◆ Brief
If a line in the data holds "ClientConfig", copy that line out in full.

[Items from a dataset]
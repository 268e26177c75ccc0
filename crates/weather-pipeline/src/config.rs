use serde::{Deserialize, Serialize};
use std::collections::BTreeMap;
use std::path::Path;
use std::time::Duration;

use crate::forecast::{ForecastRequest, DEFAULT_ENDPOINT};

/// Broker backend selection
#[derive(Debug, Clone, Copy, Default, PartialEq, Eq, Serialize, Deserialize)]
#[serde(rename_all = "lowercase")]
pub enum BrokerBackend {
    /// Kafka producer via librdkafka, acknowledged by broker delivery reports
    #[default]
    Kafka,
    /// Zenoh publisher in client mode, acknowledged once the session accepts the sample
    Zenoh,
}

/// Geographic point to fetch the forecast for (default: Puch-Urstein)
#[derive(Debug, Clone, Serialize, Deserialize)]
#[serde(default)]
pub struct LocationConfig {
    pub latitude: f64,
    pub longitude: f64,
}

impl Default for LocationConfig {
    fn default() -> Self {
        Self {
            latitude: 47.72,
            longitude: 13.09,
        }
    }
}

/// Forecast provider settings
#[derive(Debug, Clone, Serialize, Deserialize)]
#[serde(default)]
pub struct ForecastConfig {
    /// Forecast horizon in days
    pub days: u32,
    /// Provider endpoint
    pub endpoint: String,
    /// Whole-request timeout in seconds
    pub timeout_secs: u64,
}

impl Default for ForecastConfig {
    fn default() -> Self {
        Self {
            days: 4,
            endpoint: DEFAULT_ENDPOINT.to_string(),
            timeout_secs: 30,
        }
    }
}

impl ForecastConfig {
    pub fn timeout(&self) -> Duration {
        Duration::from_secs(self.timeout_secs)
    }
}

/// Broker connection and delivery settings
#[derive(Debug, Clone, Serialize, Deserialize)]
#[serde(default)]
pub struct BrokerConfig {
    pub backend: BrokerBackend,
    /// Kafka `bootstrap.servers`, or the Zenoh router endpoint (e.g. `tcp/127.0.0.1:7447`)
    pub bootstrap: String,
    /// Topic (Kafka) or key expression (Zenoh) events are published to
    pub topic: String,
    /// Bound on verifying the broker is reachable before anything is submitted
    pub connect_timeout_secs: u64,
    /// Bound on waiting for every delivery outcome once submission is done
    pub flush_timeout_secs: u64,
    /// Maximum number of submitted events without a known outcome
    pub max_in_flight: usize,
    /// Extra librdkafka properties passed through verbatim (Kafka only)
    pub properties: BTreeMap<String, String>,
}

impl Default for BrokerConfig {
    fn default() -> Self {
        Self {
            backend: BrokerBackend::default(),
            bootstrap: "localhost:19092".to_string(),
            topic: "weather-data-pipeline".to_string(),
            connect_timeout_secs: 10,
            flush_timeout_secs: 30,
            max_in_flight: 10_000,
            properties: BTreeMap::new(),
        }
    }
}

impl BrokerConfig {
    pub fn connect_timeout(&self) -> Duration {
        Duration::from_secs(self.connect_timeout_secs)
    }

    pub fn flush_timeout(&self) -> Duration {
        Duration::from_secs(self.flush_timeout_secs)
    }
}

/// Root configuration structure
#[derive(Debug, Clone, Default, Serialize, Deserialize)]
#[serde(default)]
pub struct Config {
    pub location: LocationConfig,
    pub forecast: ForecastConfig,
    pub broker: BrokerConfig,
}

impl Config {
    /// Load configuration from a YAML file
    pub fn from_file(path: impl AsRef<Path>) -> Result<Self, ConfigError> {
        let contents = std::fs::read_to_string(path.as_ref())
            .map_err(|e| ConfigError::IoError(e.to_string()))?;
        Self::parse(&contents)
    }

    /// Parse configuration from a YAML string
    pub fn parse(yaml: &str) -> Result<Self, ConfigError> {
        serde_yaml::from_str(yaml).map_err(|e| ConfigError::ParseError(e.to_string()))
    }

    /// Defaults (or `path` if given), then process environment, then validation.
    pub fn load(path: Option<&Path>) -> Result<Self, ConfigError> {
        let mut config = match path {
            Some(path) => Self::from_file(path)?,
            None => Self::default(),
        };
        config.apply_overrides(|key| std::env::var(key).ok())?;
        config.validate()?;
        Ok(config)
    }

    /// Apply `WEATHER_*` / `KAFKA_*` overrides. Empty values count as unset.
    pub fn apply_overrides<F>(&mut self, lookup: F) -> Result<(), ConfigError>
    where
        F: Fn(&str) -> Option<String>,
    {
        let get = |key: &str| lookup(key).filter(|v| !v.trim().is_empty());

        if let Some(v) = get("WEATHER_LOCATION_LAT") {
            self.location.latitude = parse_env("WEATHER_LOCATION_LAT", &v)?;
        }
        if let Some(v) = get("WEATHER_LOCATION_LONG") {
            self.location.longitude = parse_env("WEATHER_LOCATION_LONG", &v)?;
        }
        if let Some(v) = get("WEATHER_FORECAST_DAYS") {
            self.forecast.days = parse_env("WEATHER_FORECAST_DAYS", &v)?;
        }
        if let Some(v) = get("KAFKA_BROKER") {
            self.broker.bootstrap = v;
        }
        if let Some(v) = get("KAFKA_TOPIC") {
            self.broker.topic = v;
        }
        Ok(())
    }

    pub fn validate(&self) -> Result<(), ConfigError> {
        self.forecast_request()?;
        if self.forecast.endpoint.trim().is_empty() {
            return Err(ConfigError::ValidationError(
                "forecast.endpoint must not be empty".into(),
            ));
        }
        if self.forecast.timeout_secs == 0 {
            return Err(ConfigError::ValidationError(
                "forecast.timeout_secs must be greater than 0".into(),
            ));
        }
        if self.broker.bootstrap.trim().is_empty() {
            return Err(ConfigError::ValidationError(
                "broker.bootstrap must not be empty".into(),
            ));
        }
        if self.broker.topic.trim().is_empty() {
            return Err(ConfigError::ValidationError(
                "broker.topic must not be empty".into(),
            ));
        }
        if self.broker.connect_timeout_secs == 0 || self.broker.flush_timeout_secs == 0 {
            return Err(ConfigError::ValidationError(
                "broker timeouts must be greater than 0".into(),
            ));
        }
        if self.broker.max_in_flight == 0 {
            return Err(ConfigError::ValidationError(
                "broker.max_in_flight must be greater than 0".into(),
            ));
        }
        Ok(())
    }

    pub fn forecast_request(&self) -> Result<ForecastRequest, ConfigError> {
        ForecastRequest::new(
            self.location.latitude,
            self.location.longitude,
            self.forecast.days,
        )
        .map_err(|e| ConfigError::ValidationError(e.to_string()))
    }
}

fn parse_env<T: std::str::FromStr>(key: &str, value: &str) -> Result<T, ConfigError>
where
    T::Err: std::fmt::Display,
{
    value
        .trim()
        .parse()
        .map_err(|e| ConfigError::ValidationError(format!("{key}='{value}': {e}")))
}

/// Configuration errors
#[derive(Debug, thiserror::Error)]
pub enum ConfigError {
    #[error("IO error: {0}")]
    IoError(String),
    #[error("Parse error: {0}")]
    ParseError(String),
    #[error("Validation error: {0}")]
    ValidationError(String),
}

* * *

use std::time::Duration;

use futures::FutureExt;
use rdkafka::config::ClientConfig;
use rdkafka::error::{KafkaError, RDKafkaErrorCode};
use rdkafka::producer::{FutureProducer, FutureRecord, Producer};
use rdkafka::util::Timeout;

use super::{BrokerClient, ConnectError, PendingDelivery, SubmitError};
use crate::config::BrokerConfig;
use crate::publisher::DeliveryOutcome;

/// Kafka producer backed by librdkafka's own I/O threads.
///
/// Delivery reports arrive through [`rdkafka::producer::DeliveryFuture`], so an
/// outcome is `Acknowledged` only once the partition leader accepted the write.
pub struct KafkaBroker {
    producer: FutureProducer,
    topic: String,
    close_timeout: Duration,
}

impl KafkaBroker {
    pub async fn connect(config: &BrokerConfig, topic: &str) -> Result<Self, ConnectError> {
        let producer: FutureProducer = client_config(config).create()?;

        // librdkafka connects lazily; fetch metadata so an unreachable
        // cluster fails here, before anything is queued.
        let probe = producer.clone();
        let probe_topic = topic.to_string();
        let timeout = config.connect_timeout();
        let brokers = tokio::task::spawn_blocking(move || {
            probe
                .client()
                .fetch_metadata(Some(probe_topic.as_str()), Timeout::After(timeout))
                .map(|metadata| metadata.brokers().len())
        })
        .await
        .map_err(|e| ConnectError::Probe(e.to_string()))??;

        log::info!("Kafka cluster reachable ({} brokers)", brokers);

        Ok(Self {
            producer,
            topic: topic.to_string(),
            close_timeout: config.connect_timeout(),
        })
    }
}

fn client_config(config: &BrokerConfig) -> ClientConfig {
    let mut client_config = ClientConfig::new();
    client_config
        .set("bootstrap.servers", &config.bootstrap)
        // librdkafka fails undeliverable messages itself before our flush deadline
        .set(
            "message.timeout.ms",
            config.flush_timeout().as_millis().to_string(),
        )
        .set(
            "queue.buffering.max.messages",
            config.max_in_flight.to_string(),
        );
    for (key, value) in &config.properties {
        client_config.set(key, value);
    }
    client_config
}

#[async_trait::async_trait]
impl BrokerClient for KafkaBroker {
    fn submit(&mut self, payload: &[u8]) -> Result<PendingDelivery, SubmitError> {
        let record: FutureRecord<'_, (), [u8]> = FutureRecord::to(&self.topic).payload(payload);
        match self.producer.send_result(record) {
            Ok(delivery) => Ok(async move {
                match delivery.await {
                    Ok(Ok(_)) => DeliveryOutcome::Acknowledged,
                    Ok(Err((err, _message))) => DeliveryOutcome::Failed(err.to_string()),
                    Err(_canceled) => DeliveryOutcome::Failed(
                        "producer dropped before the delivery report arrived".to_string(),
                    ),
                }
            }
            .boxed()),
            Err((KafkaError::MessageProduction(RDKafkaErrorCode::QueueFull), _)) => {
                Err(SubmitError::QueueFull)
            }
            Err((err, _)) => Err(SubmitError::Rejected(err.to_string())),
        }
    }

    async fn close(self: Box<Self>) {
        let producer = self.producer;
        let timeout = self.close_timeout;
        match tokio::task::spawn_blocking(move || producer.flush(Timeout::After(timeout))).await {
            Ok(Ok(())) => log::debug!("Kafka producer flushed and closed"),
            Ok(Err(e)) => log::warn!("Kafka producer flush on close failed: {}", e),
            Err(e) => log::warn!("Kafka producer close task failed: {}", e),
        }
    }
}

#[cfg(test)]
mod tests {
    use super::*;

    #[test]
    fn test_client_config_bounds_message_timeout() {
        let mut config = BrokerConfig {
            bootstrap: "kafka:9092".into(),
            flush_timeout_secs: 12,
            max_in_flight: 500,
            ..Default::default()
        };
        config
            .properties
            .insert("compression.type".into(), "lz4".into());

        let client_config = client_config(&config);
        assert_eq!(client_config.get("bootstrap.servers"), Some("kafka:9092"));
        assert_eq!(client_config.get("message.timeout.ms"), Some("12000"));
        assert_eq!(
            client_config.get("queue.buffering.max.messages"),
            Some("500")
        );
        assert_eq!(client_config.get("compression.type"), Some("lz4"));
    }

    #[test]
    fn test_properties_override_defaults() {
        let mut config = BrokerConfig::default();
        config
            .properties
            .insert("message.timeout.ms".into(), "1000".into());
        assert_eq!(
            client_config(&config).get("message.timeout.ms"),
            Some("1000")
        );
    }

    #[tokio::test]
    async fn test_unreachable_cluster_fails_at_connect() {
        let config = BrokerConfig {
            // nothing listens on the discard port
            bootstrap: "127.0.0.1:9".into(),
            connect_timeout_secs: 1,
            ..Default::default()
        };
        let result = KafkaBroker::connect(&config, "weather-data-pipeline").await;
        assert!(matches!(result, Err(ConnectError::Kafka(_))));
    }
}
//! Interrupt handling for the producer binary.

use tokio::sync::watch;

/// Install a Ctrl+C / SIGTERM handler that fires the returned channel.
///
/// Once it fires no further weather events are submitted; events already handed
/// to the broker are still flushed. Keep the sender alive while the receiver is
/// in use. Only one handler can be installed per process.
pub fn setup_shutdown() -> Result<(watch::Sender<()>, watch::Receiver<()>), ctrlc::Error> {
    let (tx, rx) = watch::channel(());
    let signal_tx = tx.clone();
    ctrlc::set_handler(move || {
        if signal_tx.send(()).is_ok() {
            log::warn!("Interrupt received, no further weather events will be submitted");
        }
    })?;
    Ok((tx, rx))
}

---

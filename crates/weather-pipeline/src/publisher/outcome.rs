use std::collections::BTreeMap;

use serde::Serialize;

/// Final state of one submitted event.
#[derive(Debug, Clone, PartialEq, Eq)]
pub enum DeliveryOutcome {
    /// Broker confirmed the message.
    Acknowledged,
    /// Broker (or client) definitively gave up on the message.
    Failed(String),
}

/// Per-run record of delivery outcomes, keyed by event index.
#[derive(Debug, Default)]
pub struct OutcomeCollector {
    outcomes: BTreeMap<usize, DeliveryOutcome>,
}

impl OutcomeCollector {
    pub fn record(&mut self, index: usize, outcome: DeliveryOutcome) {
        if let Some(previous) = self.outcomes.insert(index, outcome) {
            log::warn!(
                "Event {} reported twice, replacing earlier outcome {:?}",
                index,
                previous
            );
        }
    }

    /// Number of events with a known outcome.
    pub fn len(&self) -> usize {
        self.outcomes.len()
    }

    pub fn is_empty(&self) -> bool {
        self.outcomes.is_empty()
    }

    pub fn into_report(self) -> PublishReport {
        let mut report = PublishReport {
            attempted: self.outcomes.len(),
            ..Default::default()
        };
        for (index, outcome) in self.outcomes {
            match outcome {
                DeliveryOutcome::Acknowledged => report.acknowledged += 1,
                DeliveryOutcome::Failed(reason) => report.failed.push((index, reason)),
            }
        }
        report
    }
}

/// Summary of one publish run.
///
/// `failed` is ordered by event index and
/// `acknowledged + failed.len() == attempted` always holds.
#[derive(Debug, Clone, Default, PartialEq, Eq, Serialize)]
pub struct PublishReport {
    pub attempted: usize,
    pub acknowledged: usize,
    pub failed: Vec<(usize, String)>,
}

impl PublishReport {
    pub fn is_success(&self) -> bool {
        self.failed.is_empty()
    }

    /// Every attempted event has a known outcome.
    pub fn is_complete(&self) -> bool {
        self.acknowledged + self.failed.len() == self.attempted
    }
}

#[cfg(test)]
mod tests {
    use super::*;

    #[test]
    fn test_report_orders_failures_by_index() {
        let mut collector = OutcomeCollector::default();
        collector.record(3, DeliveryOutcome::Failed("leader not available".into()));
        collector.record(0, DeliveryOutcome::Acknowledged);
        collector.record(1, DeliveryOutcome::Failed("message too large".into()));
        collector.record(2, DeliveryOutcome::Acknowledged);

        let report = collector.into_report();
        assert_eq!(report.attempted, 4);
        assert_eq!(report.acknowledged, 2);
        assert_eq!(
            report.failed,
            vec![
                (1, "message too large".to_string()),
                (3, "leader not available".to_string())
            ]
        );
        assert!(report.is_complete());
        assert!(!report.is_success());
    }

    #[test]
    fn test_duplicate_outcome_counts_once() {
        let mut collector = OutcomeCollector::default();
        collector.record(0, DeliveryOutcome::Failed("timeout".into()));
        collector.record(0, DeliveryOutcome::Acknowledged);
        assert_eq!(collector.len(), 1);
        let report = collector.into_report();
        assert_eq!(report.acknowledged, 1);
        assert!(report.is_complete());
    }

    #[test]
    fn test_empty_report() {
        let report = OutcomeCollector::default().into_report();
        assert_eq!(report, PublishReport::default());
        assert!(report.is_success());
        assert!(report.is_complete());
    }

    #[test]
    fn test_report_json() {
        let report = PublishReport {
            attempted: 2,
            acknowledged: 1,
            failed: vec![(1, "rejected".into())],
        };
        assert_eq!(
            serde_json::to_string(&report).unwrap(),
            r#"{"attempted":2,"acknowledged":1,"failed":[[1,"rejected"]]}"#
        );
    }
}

◆ Solution
use rdkafka::config::ClientConfig;
fn client_config(config: &BrokerConfig) -> ClientConfig {
    let mut client_config = ClientConfig::new();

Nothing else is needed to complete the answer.